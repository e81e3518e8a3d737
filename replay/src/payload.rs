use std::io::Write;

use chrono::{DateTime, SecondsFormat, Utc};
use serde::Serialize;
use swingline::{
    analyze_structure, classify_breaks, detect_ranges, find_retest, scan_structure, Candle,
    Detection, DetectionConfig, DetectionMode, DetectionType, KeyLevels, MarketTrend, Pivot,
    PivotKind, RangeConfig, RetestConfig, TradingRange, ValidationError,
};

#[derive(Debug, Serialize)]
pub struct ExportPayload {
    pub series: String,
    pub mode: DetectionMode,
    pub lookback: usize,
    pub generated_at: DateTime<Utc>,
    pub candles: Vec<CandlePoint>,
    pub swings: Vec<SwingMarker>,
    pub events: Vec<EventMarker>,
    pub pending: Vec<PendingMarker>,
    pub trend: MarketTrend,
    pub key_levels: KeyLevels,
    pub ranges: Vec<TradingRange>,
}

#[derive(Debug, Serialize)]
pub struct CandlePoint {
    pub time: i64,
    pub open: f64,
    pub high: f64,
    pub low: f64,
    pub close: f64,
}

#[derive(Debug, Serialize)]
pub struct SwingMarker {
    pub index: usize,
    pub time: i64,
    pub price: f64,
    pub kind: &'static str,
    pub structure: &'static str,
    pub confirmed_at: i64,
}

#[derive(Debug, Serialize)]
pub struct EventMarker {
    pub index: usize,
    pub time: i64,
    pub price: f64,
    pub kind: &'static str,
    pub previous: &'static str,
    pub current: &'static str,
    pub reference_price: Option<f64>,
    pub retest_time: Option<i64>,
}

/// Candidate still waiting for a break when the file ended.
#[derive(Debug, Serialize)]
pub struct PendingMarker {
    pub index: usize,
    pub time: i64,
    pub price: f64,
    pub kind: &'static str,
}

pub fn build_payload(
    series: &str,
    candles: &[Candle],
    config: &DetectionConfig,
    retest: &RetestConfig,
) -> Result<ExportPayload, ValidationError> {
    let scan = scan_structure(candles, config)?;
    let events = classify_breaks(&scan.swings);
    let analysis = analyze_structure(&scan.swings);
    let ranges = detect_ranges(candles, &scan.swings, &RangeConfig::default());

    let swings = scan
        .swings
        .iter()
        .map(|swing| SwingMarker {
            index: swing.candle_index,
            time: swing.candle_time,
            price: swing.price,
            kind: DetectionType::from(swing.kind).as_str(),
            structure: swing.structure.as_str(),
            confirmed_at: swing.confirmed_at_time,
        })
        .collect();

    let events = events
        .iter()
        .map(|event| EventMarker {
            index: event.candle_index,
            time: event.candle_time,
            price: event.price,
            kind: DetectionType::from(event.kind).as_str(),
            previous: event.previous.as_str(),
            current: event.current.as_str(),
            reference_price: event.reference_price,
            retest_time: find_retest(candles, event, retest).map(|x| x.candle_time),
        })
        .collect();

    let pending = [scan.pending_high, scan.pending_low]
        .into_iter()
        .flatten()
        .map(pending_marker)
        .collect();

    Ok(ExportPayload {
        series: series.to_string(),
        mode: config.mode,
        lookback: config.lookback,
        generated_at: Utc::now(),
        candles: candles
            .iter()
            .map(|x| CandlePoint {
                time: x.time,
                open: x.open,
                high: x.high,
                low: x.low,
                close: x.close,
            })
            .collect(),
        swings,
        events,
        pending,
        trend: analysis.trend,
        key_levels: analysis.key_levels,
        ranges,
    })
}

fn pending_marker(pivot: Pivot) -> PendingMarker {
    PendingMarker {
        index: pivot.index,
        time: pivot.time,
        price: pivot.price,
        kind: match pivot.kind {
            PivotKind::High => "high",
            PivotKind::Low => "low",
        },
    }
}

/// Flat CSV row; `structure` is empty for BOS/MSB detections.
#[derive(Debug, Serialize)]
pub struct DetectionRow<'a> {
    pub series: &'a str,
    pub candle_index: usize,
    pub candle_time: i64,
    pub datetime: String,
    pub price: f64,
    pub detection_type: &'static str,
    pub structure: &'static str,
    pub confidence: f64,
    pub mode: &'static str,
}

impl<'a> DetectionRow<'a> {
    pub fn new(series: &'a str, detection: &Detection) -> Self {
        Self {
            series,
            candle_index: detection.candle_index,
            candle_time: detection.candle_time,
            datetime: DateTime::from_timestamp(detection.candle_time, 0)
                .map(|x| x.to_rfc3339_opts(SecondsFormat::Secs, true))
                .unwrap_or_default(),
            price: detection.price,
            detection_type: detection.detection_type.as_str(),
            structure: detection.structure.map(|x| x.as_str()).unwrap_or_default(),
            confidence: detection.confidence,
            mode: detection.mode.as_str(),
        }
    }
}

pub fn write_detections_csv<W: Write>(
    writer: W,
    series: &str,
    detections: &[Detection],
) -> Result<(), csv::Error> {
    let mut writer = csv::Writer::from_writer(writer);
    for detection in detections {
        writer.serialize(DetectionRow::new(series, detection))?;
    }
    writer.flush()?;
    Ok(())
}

^^^^^^^^

WORK INSTRUCTIONS: Search the material above for the word "PivotKind", then copy out each line that has it.

THE ANSWER:
    PivotKind, RangeConfig, RetestConfig, TradingRange, ValidationError,
            PivotKind::High => "high",
            PivotKind::Low => "low",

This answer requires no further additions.